Im 3. Kapitel wird der voluminöse Service Science-Bereich aufgegriffen. Die Rolle der Dienstleistungsforschung ist im Rahmen einer Dienstleistungswissenschaft sehr vielseitig und reicht von begrifflichen bzw. terminologischen Aspekten bis zu konkreten Gestaltungskonzepten hin, wie beispielsweise die Gestaltungskonzepte hybrider Leistungsbündel. Bei einer Dienstleistungswissenschaft steht man vor der Aufgabe, inhaltliche und interdisziplinäre Verflechtung und Unübersichtlichkeit von einzelnen Themenbereichen wie bei der Forschung so auch bei der Lehre zu überwinden, bzw. diese Themenbereiche zu strukturieren und sinnvoll zu vernetzen. Im weiteren Schritt werden die Anforderungen an Dienstleistungsforschung und Dienstleistungslehre abgeleitet und die Rolle der Wirtschaftinformatik als Bindeglied verschiedener Themenkomplexe dargestellt. Damit das Wissen zu vermittelt werden kann, das im Rahmen einer Dienstleistungswissenschaft durch die Vernetzung einzelner Themenbereiche „gesammelt“ und durch eine zielorientierte Forschung „gewonnen“ wird, besteht der Bedarf dieses Wissen in Form einer Hochschuldisziplin zu verankern. Dazu werden die Gründe für die Einführung einer Dienstleistungswissenschaft und die mögliche Struktur einer Hochschulintegration untersucht.
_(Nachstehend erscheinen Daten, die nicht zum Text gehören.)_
// SPDX-License-Identifier: BUSL-1.1
// Copyright (c) 2026 Alfred Jean LLC

use super::*;
use serial_test::serial;
use std::path::Path;
use std::sync::atomic::{AtomicU64, Ordering};
use std::sync::LazyLock;

static TEST_PREFIX: LazyLock<String> = LazyLock::new(|| {
    use std::time::{SystemTime, UNIX_EPOCH};
    let nanos = SystemTime::now()
        .duration_since(UNIX_EPOCH)
        .unwrap_or_default()
        .subsec_nanos();
    format!("t{:04x}", nanos & 0xFFFF)
});

static WINDOW_COUNTER: AtomicU64 = AtomicU64::new(0);

fn unique_name(suffix: &str) -> String {
    let id = WINDOW_COUNTER.fetch_add(1, Ordering::SeqCst);
    format!("{}-{}-{}", *TEST_PREFIX, suffix, id)
}

fn tmux_available() -> bool {
    std::process::Command::new("tmux")
        .arg("-V")
        .output()
        .map(|o| o.status.success())
        .unwrap_or(false)
}

macro_rules! fail_if_no_tmux {
    () => {
        if !tmux_available() {
            panic!("tmux is required but not available");
        }
    };
}

// All tmux tests are serialized because some tests modify PATH which affects all others.

#[tokio::test]
#[serial(tmux)]
async fn spawn_creates_window_and_returns_id() {
    fail_if_no_tmux!();
    let adapter = TmuxMultiplexerAdapter::new();
    let name = unique_name("spawn");

    let id = adapter
        .spawn(&name, Path::new("/tmp"), "sleep 60", &[])
        .await
        .unwrap();

    assert_eq!(id, format!("ty-{}", name));
    let _ = adapter.kill(&id).await;
}

#[tokio::test]
#[serial(tmux)]
async fn spawn_with_env_passes_environment() {
    fail_if_no_tmux!();
    let adapter = TmuxMultiplexerAdapter::new();
    let name = unique_name("env");
    let env = vec![("TEST_VAR".to_string(), "test_value".to_string())];

    let id = adapter
        .spawn(&name, Path::new("/tmp"), "echo $TEST_VAR && sleep 60", &env)
        .await
        .unwrap();

    tokio::time::sleep(tokio::time::Duration::from_millis(100)).await;
    let output = adapter.capture_output(&id, 10).await.unwrap();
    assert!(output.contains("test_value"));

    let _ = adapter.kill(&id).await;
}

#[tokio::test]
#[serial(tmux)]
async fn send_to_nonexistent_window_returns_not_found() {
    fail_if_no_tmux!();
    let adapter = TmuxMultiplexerAdapter::new();
    let result = adapter.send("nonexistent-window-xyz", "test").await;
    assert!(matches!(result, Err(MultiplexerError::NotFound(_))));
}

#[tokio::test]
#[serial(tmux)]
async fn kill_terminates_window() {
    fail_if_no_tmux!();
    let adapter = TmuxMultiplexerAdapter::new();
    let name = unique_name("kill");

    let id = adapter
        .spawn(&name, Path::new("/tmp"), "sleep 60", &[])
        .await
        .unwrap();
    assert!(adapter.is_alive(&id).await.unwrap());

    adapter.kill(&id).await.unwrap();
    tokio::time::sleep(tokio::time::Duration::from_millis(50)).await;
    assert!(!adapter.is_alive(&id).await.unwrap());
}

#[tokio::test]
#[serial(tmux)]
async fn kill_nonexistent_window_succeeds() {
    fail_if_no_tmux!();
    let adapter = TmuxMultiplexerAdapter::new();
    assert!(adapter.kill("nonexistent-window-xyz").await.is_ok());
}

#[tokio::test]
#[serial(tmux)]
async fn get_pid_returns_pane_pid() {
    fail_if_no_tmux!();
    let adapter = TmuxMultiplexerAdapter::new();
    let name = unique_name("pid");

    let id = adapter
        .spawn(&name, Path::new("/tmp"), "sleep 60", &[])
        .await
        .unwrap();

    let pid = adapter.get_pid(&id).await.unwrap();
    assert!(pid.is_some());

    let _ = adapter.kill(&id).await;
}

#[tokio::test]
#[serial(tmux)]
async fn is_process_running_detects_child_process() {
    fail_if_no_tmux!();
    let adapter = TmuxMultiplexerAdapter::new();
    let name = unique_name("proc");

    let id = adapter
        .spawn(&name, Path::new("/tmp"), "bash -c 'sleep 60 & wait'", &[])
        .await
        .unwrap();

    tokio::time::sleep(tokio::time::Duration::from_millis(300)).await;
    let running = adapter.is_process_running(&id, "sleep").await.unwrap();
    assert!(running);

    let _ = adapter.kill(&id).await;
}

#[tokio::test]
#[serial(tmux)]
async fn spawn_rejects_nonexistent_cwd() {
    fail_if_no_tmux!();
    let adapter = TmuxMultiplexerAdapter::new();
    let name = unique_name("badcwd");

    let result = adapter
        .spawn(&name, Path::new("/nonexistent/path"), "sleep 1", &[])
        .await;

    assert!(matches!(result, Err(MultiplexerError::SpawnFailed(_))));
}

#[test]
fn tmux_adapter_is_zero_sized() {
    let adapter = TmuxMultiplexerAdapter;
    assert!(std::mem::size_of_val(&adapter) == 0);
}

#[tokio::test]
#[serial(tmux)]
async fn spawn_fails_when_tmux_unavailable() {
    use std::env;
    let original_path = env::var("PATH").unwrap_or_default();
    env::set_var("PATH", "/nonexistent");

    let adapter = TmuxMultiplexerAdapter::new();
    let result = adapter
        .spawn("test-no-tmux", Path::new("/tmp"), "sleep 1", &[])
        .await;

    env::set_var("PATH", &original_path);
    assert!(matches!(result, Err(MultiplexerError::SpawnFailed(_))));
}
Um konkrete Ansatzpunkte für die Dienstleistungsforschung und zielorientierte Methoden zu analysieren, werden im 4. Kapitel die kleinen und mittelständischen Unternehmen als die Zielgruppe für die weitere Forschung herangezogen. Die Internationalisierung der Märkte eröffnet für KMU ein breites Spektrum an Möglichkeiten sich am internationalen Dienstleistungshandel zu beteiligen. Folglich wird auch auf einige Gefahren hingewiesen, die durch eine Öffnung der Märkte bedingt sind und von der ausländischen Konkurrenz ausgehen können.

Um die deutsche Wettbewerbsposition auf den internationalen Märkten zu sichern, müssen die wichtigsten Vorteile des Dienstleistungsstandortes Deutschland einer Internationalisierungsstrategie eingebunden werden. Diese werden im 5. Kapitel identifiziert und im Zusammenhang mit einer Internationalisierungsstrategie behandelt.

Bei den Internationalisierungsbestrebungen deutscher Dienstleister kommt der Informations- und Kommunikationstechnologie ein starkes Gewicht zu. Für eine internationale Ausrichtung des Dienstleistungsangebotes via IKT (Informations- und Kommunikationstechnologien) ist jedoch ein Ansatz nötig, der die Anforderungen an eine IT-Nutzung abdecken kann. Als die geeigneten Mittel für die Entwicklung von Internationalisierungskonzepten via IKT werden im 6. Kapitel die Modularisierungs- und Standardisierungsinstrumente für Dienstleistungen herangezogen. Es werden anhand einiger Beispiele konkrete Einsatzmöglichkeiten betrachtet, um konkreten Nutzen für einen IT-Einsatz bei Dienstleistern zu zeigen.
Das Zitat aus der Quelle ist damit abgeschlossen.